Gradient descent is a procedure that helps us find the minimum cost of J, enabling us to obtain our optimal theta parameter values to represent our training data. It consists of two steps: First, we calculate the change — or, a step / the gradient — to our theta parameter values. Then, we update our parameter values. If gradient descent works correctly, our steps should become smaller and smaller. To calculate a step, we use the slope of the cost of J. Calculating the slope of the cost of J consists of summing the slopes between each training example and its predicted value. We have reached the global minimum cost of J when its slope is close to 0.
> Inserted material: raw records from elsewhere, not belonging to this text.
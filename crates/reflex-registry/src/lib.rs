//! Reflex registry crate.
//!
//! The archetype database built on top of `reflex-core`:
//! - [`DatabaseBuilder`] - the single-threaded registration phase
//! - [`Database`] - the frozen, shareable read-only phase with a global id index
//! - [`StructRef`] - structs and classes: inheritance, members, instantiators
//! - [`EnumRef`] - enums and their values
//! - [`NamespaceRef`] - namespaces and the file-level root scope
//! - [`lookup`] - the predicate/visitor protocol every container exposes
//!
//! # Example
//!
//! ```
//! use std::convert::Infallible;
//! use reflex_registry::{DatabaseBuilder, NamespaceKey, StructRef};
//!
//! let mut builder = DatabaseBuilder::new();
//! let game = builder.add_namespace(NamespaceKey::ROOT, "game").unwrap();
//! builder.add_struct(game, "Vec2", 8).unwrap();
//! builder.add_struct(game, "Vec3", 12).unwrap();
//! let db = builder.build();
//!
//! let game = db.get_namespace_by_name("game").unwrap();
//! let big = game
//!     .get_structs_by_predicate(Some(|s: StructRef<'_>| Ok::<_, Infallible>(s.memory_size() > 8)))
//!     .unwrap();
//! assert_eq!(big.len(), 1);
//! ```

mod archetype;
mod builder;
mod database;
mod entity_ref;
mod enumeration;
pub mod lookup;
mod member_table;
mod namespace;
mod store;
mod structure;

pub use archetype::{ArchetypeRef, FundamentalRef};
pub use builder::{DatabaseBuilder, EnumKey, NamespaceKey, Owner, StructKey};
pub use database::Database;
pub use entity_ref::EntityRef;
pub use enumeration::EnumRef;
pub use namespace::NamespaceRef;
pub use structure::{DirectParent, StructRef};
Why do we use gradient descent?

We use gradient descent to find the parameter values of theta 0 and theta 1 for which the cost of J is minimised. These parameter values will enable us to create the best fitted line through the training data, and will allow us to predict an output variable for new incoming input data (i.e. to predict the house price (target variable) based on a specific house size (input variable/ independent variable)). We will come up with linear lines throughout each step of gradient descent, but once we reach the global minimum, we can fix the fitted line because we found our parameter values of theta 0 and theta 1 that best represent the historical data set.

Gradient descent step-by-step

Step 1. Calculate the hypothesis (prediction)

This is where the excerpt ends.